> GOAL OF THE EXERCISE:
Filter out every line below that lacks "kinds", and copy the rest.

^^^^^^^^

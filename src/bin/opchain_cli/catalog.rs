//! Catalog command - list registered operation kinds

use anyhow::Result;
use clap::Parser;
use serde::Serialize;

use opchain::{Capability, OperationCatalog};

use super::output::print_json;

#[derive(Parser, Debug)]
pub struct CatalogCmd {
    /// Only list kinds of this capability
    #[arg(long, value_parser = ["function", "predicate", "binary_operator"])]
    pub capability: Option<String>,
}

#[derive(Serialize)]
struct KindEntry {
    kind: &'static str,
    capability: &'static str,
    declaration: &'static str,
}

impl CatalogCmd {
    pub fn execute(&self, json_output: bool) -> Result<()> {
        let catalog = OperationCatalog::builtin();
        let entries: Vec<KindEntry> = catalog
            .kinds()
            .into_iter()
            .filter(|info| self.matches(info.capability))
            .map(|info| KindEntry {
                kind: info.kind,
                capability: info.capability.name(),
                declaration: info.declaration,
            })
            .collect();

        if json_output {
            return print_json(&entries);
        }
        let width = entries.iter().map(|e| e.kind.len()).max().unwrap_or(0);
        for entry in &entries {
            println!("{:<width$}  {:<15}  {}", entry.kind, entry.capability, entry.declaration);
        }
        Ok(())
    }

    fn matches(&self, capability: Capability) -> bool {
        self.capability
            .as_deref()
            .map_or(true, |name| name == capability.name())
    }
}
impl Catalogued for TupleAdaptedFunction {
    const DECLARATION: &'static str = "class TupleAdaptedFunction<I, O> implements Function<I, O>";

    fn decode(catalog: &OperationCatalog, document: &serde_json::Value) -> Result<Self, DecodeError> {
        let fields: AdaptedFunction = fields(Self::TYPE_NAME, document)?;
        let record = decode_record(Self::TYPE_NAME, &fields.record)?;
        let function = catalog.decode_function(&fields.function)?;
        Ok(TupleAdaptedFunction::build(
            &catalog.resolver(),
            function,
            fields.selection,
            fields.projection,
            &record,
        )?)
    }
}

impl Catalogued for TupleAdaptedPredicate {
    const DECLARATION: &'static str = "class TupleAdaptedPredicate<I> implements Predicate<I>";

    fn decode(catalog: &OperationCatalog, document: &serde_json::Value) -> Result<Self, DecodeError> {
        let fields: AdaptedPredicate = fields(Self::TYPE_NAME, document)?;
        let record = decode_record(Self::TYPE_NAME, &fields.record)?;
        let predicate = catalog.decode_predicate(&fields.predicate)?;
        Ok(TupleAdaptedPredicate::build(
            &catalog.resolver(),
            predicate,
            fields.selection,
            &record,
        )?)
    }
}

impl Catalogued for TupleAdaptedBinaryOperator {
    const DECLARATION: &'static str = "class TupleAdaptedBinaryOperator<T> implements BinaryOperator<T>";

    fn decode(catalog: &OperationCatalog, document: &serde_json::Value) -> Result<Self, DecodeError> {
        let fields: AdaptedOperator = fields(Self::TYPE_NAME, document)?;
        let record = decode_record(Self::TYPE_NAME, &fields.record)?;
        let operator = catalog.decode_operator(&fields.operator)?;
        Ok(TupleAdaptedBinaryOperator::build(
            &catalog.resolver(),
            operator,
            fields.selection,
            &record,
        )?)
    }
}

^^^^^^^^

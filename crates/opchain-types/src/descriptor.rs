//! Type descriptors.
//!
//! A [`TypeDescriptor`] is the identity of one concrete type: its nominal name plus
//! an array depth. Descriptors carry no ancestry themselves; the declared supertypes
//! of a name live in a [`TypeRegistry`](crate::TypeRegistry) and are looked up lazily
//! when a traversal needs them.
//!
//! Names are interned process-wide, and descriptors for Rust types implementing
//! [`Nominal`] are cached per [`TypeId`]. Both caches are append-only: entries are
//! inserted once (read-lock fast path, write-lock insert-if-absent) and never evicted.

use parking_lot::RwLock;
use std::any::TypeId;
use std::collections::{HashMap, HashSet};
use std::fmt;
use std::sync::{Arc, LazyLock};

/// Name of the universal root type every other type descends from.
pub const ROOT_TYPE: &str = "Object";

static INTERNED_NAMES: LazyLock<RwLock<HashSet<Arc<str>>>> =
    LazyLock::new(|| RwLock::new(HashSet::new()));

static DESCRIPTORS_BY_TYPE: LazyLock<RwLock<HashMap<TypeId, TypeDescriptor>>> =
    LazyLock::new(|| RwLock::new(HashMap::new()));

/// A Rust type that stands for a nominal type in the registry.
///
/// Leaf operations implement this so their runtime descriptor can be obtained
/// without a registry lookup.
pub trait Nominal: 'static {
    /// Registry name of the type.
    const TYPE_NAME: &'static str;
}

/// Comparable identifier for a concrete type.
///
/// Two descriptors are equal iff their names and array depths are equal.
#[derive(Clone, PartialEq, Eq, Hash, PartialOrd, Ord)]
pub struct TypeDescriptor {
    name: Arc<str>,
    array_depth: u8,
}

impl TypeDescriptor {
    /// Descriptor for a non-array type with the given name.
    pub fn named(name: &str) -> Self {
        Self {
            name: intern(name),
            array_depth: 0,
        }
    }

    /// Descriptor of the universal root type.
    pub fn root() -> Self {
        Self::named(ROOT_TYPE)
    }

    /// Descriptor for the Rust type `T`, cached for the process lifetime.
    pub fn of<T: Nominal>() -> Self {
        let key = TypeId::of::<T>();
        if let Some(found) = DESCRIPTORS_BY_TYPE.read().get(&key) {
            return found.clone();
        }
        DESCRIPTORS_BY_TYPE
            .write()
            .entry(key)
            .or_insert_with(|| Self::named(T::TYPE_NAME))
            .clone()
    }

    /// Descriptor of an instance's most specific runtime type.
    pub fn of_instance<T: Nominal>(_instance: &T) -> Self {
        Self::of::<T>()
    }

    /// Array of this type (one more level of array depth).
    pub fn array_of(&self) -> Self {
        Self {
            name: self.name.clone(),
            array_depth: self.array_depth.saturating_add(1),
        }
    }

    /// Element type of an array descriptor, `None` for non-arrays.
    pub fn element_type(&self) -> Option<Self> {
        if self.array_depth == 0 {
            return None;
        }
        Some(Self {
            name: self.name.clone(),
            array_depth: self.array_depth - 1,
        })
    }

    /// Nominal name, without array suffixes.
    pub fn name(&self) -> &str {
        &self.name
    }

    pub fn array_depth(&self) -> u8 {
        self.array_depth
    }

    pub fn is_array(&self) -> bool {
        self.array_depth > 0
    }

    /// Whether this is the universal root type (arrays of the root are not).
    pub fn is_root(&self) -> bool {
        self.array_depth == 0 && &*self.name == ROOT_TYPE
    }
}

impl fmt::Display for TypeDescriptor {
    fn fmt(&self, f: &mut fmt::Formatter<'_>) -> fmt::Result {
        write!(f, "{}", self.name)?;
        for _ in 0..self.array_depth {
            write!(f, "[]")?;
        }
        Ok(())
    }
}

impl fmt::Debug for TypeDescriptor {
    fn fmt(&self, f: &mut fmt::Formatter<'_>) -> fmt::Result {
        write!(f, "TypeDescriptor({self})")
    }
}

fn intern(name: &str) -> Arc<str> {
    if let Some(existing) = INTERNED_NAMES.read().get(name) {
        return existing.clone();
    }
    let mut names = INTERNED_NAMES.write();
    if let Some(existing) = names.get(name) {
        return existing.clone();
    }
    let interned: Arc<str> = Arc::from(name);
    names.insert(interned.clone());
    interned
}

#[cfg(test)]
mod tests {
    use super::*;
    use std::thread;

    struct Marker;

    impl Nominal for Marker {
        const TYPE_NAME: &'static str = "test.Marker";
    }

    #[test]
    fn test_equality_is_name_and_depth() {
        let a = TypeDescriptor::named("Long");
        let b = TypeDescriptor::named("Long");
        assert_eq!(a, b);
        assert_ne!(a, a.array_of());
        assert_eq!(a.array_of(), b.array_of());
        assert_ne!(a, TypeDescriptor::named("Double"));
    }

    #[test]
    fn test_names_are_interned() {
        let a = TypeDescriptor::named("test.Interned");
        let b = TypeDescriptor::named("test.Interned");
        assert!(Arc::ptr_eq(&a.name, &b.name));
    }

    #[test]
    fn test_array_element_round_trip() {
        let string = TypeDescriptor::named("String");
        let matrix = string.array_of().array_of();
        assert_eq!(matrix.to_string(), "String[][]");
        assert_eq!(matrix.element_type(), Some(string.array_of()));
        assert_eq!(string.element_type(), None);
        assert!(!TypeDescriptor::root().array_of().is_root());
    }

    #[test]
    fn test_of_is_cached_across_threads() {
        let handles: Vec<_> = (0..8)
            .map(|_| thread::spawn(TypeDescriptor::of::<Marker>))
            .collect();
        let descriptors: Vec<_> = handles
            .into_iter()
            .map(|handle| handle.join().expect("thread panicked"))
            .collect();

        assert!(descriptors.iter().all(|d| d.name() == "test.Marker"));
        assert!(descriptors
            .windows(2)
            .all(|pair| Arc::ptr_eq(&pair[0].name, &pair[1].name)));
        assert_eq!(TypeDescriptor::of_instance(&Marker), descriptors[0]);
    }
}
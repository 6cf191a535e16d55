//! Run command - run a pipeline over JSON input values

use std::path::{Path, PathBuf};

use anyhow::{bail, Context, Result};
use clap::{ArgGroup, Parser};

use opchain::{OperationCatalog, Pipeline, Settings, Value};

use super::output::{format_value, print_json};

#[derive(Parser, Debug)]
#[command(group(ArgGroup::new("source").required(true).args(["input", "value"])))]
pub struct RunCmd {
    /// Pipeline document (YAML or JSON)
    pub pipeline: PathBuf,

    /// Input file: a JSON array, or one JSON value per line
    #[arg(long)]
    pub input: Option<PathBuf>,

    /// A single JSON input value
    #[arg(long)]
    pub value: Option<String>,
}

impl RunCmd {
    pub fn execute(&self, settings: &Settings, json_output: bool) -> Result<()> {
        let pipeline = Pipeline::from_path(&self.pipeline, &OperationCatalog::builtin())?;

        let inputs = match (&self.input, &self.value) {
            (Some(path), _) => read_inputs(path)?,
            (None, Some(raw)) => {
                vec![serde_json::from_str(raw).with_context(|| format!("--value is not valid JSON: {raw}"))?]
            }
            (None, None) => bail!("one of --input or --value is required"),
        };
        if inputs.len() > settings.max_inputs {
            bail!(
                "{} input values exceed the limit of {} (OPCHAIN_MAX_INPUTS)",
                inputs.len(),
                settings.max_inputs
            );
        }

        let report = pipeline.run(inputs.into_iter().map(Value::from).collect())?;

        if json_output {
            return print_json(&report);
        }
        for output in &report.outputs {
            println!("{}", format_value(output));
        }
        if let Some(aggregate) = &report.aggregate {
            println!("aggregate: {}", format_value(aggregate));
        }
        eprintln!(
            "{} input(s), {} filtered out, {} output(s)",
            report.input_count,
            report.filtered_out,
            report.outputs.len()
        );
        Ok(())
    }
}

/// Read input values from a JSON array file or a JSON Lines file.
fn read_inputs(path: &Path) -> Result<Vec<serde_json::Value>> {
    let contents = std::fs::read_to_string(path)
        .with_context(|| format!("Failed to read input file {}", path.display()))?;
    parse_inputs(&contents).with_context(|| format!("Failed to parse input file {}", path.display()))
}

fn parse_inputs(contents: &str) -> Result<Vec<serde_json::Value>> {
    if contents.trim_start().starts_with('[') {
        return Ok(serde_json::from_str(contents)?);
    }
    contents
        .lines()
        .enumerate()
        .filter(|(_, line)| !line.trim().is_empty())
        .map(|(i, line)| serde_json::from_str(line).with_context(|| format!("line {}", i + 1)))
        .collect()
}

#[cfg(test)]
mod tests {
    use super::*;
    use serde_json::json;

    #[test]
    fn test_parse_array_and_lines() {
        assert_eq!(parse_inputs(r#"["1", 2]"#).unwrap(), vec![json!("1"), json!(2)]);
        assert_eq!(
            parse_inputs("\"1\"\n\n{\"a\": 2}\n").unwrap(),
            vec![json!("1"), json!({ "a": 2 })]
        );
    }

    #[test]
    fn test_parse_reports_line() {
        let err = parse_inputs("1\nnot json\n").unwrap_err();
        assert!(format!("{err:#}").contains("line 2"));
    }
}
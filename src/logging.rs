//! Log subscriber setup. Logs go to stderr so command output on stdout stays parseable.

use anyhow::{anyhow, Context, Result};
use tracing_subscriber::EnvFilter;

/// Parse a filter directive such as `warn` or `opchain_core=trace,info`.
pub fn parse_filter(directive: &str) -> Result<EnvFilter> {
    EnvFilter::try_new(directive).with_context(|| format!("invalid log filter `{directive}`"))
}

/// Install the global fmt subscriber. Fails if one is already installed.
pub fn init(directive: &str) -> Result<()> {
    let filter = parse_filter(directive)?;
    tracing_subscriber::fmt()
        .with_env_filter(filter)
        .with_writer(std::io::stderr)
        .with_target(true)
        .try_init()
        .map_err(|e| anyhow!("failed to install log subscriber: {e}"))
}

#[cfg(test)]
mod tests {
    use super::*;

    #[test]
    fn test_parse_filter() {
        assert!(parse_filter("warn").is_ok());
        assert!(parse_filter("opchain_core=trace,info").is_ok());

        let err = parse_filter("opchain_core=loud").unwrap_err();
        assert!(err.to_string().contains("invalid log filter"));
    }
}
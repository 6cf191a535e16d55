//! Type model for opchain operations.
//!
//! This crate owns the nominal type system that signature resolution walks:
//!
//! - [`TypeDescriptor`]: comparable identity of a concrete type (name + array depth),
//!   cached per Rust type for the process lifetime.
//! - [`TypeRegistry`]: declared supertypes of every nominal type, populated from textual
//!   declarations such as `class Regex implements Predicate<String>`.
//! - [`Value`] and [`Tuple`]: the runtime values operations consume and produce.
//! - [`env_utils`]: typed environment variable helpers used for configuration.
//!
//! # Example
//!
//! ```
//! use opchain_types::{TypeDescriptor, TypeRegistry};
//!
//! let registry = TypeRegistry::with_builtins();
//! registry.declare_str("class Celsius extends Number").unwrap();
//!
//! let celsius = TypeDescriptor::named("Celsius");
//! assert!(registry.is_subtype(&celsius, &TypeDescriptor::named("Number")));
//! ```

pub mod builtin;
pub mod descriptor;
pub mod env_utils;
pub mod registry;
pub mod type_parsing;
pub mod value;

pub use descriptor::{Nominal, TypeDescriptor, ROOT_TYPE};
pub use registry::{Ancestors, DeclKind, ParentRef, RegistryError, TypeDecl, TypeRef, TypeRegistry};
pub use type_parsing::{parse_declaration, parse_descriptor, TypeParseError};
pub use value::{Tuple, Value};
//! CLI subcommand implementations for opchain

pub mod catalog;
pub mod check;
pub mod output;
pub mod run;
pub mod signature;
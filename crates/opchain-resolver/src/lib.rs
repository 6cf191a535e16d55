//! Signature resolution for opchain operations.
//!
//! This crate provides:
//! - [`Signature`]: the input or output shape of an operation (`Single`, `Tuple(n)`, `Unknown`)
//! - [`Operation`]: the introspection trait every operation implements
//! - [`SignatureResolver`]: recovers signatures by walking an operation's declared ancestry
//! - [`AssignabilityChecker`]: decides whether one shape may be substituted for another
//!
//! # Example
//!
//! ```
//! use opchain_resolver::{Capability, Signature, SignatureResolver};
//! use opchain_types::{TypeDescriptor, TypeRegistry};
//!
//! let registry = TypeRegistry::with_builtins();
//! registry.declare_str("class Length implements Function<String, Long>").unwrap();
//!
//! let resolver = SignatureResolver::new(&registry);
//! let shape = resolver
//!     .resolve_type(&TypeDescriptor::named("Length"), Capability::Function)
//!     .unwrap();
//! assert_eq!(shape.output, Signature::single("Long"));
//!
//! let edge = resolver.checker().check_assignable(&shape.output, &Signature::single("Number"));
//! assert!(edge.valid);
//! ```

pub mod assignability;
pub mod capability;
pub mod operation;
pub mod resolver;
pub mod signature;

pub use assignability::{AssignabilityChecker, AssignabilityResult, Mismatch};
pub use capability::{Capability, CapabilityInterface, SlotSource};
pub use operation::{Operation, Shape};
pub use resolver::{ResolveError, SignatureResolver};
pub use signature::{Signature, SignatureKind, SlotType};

^^^^^^^^

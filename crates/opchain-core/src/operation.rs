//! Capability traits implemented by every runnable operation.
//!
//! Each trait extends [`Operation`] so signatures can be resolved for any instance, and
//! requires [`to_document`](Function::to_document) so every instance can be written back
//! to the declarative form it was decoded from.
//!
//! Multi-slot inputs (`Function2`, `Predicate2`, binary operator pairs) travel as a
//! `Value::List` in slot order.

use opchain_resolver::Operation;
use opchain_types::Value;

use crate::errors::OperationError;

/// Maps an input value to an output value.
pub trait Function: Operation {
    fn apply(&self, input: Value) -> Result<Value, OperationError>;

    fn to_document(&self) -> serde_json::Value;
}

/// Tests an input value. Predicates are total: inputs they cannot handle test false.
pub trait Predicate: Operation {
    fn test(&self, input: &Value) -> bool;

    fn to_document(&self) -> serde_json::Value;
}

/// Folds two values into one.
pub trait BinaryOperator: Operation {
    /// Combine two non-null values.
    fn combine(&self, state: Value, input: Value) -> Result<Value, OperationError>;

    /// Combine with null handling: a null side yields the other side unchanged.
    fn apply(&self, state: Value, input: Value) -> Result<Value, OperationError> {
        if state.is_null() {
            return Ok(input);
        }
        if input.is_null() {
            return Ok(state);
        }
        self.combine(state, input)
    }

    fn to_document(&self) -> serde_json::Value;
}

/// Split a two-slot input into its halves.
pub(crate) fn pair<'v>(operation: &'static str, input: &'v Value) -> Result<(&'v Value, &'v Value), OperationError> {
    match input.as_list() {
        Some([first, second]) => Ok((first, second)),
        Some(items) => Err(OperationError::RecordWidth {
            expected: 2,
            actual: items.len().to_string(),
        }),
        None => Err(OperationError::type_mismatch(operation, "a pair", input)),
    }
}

^^^^^^^^

> RESULT OF THIS TASK:
//! Catalog command - list registered operation kinds
    /// Only list kinds of this capability
            .kinds()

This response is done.